STORED DATA
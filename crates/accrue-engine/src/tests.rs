//! Integration tests for extraction and matching runs

#[cfg(test)]
mod tests {
    use crate::{
        plan_batches, BatchOrder, EngineConfig, EngineError, ExtractionRequest, Extractor, MatchRequest,
        RuleMatcher, WorkerPool, EXTRACT_TOOL_NAME, MATCH_TOOL_NAME,
    };
    use accrue_domain::{FieldSpec, Material, Rule};
    use accrue_llm::MockModel;
    use proptest::prelude::*;
    use std::collections::BTreeMap;
    use std::sync::Arc;

    fn invoice_request(materials: Vec<Material>) -> ExtractionRequest {
        ExtractionRequest {
            context: "Supplier invoices".to_string(),
            materials,
            fields: vec![FieldSpec::new("amount", "Invoice total")],
        }
    }

    fn rules(n: usize) -> Vec<Rule> {
        (1..=n)
            .map(|i| Rule::new(format!("rule-{}", i), format!("Condition number {}", i)))
            .collect()
    }

    fn verdict_args(name: &str, matched: bool) -> String {
        format!(r#"{{"name":"{}","matched":{},"reason":"checked {}"}}"#, name, matched, name)
    }

    fn scripted_rules(n: usize) -> MockModel {
        let model = MockModel::new();
        script_rules(&model, n);
        model
    }

    fn script_rules(model: &MockModel, n: usize) {
        for i in 1..=n {
            let name = format!("rule-{}", i);
            model.add_tool_call_when(
                format!("Rule Name: {}\n", name),
                MATCH_TOOL_NAME,
                verdict_args(&name, i % 2 == 1),
            );
        }
    }

    #[tokio::test]
    async fn test_value_found_on_second_material() {
        let model = MockModel::new();
        model.push_text("Nothing useful on this page.");
        model.push_tool_call(
            EXTRACT_TOOL_NAME,
            r#"{"extractedInfo":{"amount":"100","amountReason":"Total line on page 2"}}"#,
        );

        let extractor = Extractor::from_arc(Arc::new(model.clone()), EngineConfig::default());
        let output = extractor
            .extract(&invoice_request(vec![
                Material::new("Cover letter", "page-1"),
                Material::new("Total due: 100", "page-2"),
            ]))
            .await
            .unwrap();

        let expected: BTreeMap<String, String> = [("amount".to_string(), "100".to_string())].into();
        assert_eq!(output.fields, expected);
        assert_eq!(output.reasons["amount"], "Total line on page 2");
        assert_eq!(model.call_count(), 2);
    }

    #[tokio::test]
    async fn test_state_is_fed_into_next_prompt() {
        let model = MockModel::new();
        model.push_tool_call(EXTRACT_TOOL_NAME, r#"{"extractedInfo":{"amount":"100"}}"#);
        model.push_text("done");

        let extractor = Extractor::from_arc(Arc::new(model.clone()), EngineConfig::default());
        extractor
            .extract(&invoice_request(vec![Material::new("a", "1"), Material::new("b", "2")]))
            .await
            .unwrap();

        let prompts = model.prompts();
        assert!(prompts[0][1].content.contains("<already_extracted>\n{}\n</already_extracted>"));
        assert!(prompts[1][1]
            .content
            .contains(r#"{"amount":"100","amountReason":""}"#));
        assert!(prompts[1][1].content.contains("Material 2 (Source: 2):\nb"));
    }

    #[tokio::test]
    async fn test_resolved_value_is_not_retracted() {
        let model = MockModel::new();
        model.push_tool_call(EXTRACT_TOOL_NAME, r#"{"extractedInfo":{"amount":"100","amountReason":"p1"}}"#);
        model.push_tool_call(EXTRACT_TOOL_NAME, r#"{"extractedInfo":{"amount":"","amountReason":"not here"}}"#);

        let extractor = Extractor::new(model, EngineConfig::default());
        let output = extractor
            .extract(&invoice_request(vec![Material::new("a", "1"), Material::new("b", "2")]))
            .await
            .unwrap();

        assert_eq!(output.fields["amount"], "100");
        assert_eq!(output.reasons["amount"], "p1");
    }

    #[tokio::test]
    async fn test_one_call_per_material() {
        let model = MockModel::new();
        let extractor = Extractor::from_arc(Arc::new(model.clone()), EngineConfig::default());
        let materials = (0..3).map(|i| Material::new(format!("page {}", i), "doc")).collect();

        let output = extractor.extract(&invoice_request(materials)).await.unwrap();

        assert_eq!(model.call_count(), 3);
        assert_eq!(output.fields["amount"], "");
        assert_eq!(output.reasons["amount"], "");
    }

    #[tokio::test]
    async fn test_empty_material_list_makes_no_calls() {
        let model = MockModel::new();
        let extractor = Extractor::from_arc(Arc::new(model.clone()), EngineConfig::default());

        let output = extractor.extract(&invoice_request(vec![])).await.unwrap();

        assert_eq!(model.call_count(), 0);
        assert_eq!(output.fields.len(), 1);
        assert_eq!(output.fields["amount"], "");
    }

    #[tokio::test]
    async fn test_malformed_payload_is_absorbed() {
        let model = MockModel::new();
        model.push_tool_call(EXTRACT_TOOL_NAME, "this is not json");
        model.push_tool_call(EXTRACT_TOOL_NAME, r#"{"extractedInfo":["amount","100"]}"#);
        model.push_tool_call(EXTRACT_TOOL_NAME, r#"{"extractedInfo":{"amount":"42"}}"#);

        let extractor = Extractor::from_arc(Arc::new(model.clone()), EngineConfig::default());
        let materials = (0..3).map(|i| Material::new(format!("page {}", i), "doc")).collect();
        let output = extractor.extract(&invoice_request(materials)).await.unwrap();

        assert_eq!(output.fields["amount"], "42");
        assert_eq!(model.call_count(), 3);
    }

    #[tokio::test]
    async fn test_model_failure_aborts_run() {
        let model = MockModel::new();
        model.push_tool_call(EXTRACT_TOOL_NAME, r#"{"extractedInfo":{"amount":"100"}}"#);
        model.push_error("connection reset");

        let extractor = Extractor::from_arc(Arc::new(model.clone()), EngineConfig::default());
        let materials = (0..3).map(|i| Material::new(format!("page {}", i), "doc")).collect();
        let result = extractor.extract(&invoice_request(materials)).await;

        assert!(matches!(result, Err(EngineError::Model(msg)) if msg.contains("connection reset")));
        assert_eq!(model.call_count(), 2);
    }

    #[tokio::test]
    async fn test_reserved_field_name_rejected() {
        let model = MockModel::new();
        let extractor = Extractor::from_arc(Arc::new(model.clone()), EngineConfig::default());
        let mut request = invoice_request(vec![Material::new("a", "1")]);
        request.fields.push(FieldSpec::new("totalReason", "why"));

        let result = extractor.extract(&request).await;

        assert!(matches!(result, Err(EngineError::ReservedField(name)) if name == "totalReason"));
        assert_eq!(model.call_count(), 0);
    }

    #[tokio::test]
    async fn test_tool_registration_failure_is_fatal() {
        let model = MockModel::new().rejecting_tools("tools are not supported by this model");
        let extractor = Extractor::from_arc(Arc::new(model.clone()), EngineConfig::default());

        let result = extractor.extract(&invoice_request(vec![Material::new("a", "1")])).await;

        assert!(matches!(result, Err(EngineError::ToolRegistration(_))));
        assert_eq!(model.call_count(), 0);
    }

    #[tokio::test]
    async fn test_invalid_config_rejected() {
        let config = EngineConfig {
            language: String::new(),
            ..EngineConfig::default()
        };
        let extractor = Extractor::new(MockModel::new(), config);
        let result = extractor.extract(&invoice_request(vec![Material::new("a", "1")])).await;
        assert!(matches!(result, Err(EngineError::Config(_))));
    }

    #[tokio::test]
    async fn test_extraction_without_requested_fields() {
        let model = MockModel::new();
        model.push_tool_call(
            EXTRACT_TOOL_NAME,
            r#"{"extractedInfo":{"vendor":"Acme","vendorReason":"letterhead"}}"#,
        );

        let extractor = Extractor::from_arc(Arc::new(model.clone()), EngineConfig::default());
        let request = ExtractionRequest {
            context: String::new(),
            materials: vec![Material::new("ACME Ltd.", "letter")],
            fields: vec![],
        };
        let output = extractor.extract(&request).await.unwrap();

        assert!(model.prompts()[0][1].content.contains("No specific fields specified"));
        assert_eq!(output.fields["vendor"], "Acme");
        assert_eq!(output.reasons["vendor"], "letterhead");
    }

    #[tokio::test]
    async fn test_sequential_matching() {
        let model = scripted_rules(3);
        let matcher = RuleMatcher::from_arc(Arc::new(model.clone()), EngineConfig::default());
        let request = MatchRequest {
            task_instruction: "Only match on explicit evidence".to_string(),
            context: "Customer since 2019".to_string(),
            rules: rules(3),
        };

        let output = matcher.check(&request).await.unwrap();

        let names: Vec<_> = output.verdicts.iter().map(|v| v.name.as_str()).collect();
        assert_eq!(names, ["rule-1", "rule-2", "rule-3"]);
        assert_eq!(output.matched().count(), 2);
        assert_eq!(model.call_count(), 3);
        assert!(model.prompts()[0][0].content.contains("Only match on explicit evidence"));
    }

    #[tokio::test]
    async fn test_matching_skips_turns_without_verdict() {
        let model = MockModel::new();
        model.push_tool_call(MATCH_TOOL_NAME, verdict_args("rule-1", true));
        model.push_text("I am not sure");

        let matcher = RuleMatcher::new(model, EngineConfig::default());
        let request = MatchRequest {
            rules: rules(2),
            ..MatchRequest::default()
        };
        let output = matcher.check(&request).await.unwrap();
        assert_eq!(output.verdicts.len(), 1);
    }

    #[tokio::test]
    async fn test_parallel_five_rules_in_batches_of_two() {
        let model = scripted_rules(5);
        let matcher = RuleMatcher::from_arc(Arc::new(model.clone()), EngineConfig::default());
        let request = MatchRequest {
            rules: rules(5),
            ..MatchRequest::default()
        };

        let sizes: Vec<_> = plan_batches(&request.rules, 2).iter().map(Vec::len).collect();
        assert_eq!(sizes, [2, 2, 1]);

        let output = matcher
            .check_parallel(&request, Some(2), &WorkerPool::new(3))
            .await
            .unwrap();

        assert_eq!(output.verdicts.len(), 5);
        assert_eq!(model.call_count(), 5);
        let mut names: Vec<_> = output.verdicts.iter().map(|v| v.name.clone()).collect();
        names.sort();
        assert_eq!(names, ["rule-1", "rule-2", "rule-3", "rule-4", "rule-5"]);
    }

    #[tokio::test]
    async fn test_parallel_submission_order() {
        let model = scripted_rules(5);
        let config = EngineConfig {
            batch_order: BatchOrder::Submission,
            ..EngineConfig::default()
        };
        let matcher = RuleMatcher::new(model, config);
        let request = MatchRequest {
            rules: rules(5),
            ..MatchRequest::default()
        };

        let output = matcher.check_parallel(&request, None, &WorkerPool::new(2)).await.unwrap();

        let names: Vec<_> = output.verdicts.iter().map(|v| v.name.as_str()).collect();
        assert_eq!(names, ["rule-1", "rule-2", "rule-3", "rule-4", "rule-5"]);
    }

    #[tokio::test]
    async fn test_parallel_fails_fast() {
        let model = MockModel::new();
        model.add_error_when("Rule Name: rule-3\n", "upstream timeout");
        script_rules(&model, 6);
        let matcher = RuleMatcher::new(model, EngineConfig::default());
        let request = MatchRequest {
            rules: rules(6),
            ..MatchRequest::default()
        };

        let result = matcher.check_parallel(&request, Some(2), &WorkerPool::new(3)).await;

        assert!(matches!(result, Err(EngineError::Model(msg)) if msg.contains("upstream timeout")));
    }

    #[tokio::test]
    async fn test_parallel_empty_rules() {
        let model = MockModel::new();
        let matcher = RuleMatcher::from_arc(Arc::new(model.clone()), EngineConfig::default());
        let pool = matcher.default_pool();

        let output = matcher
            .check_parallel(&MatchRequest::default(), Some(2), &pool)
            .await
            .unwrap();

        assert!(output.verdicts.is_empty());
        assert_eq!(model.call_count(), 0);
    }

    proptest! {
        #[test]
        fn prop_one_model_call_per_unit(n in 0usize..6) {
            let runtime = tokio::runtime::Builder::new_current_thread()
                .enable_all()
                .build()
                .unwrap();
            let model = MockModel::new();
            let extractor = Extractor::from_arc(Arc::new(model.clone()), EngineConfig::default());
            let materials = (0..n).map(|i| Material::new(format!("page {}", i), "doc")).collect();

            let output = runtime.block_on(extractor.extract(&invoice_request(materials))).unwrap();

            prop_assert_eq!(model.call_count(), n);
            prop_assert_eq!(output.fields.keys().cloned().collect::<Vec<_>>(), vec!["amount".to_string()]);
        }
    }
}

TASK PROMPT
Copy out all lines above holding "matched".

SOLUTION TO THIS EXERCISE
    fn verdict_args(name: &str, matched: bool) -> String {
        format!(r#"{{"name":"{}","matched":{},"reason":"checked {}"}}"#, name, matched, name)
        assert_eq!(output.matched().count(), 2);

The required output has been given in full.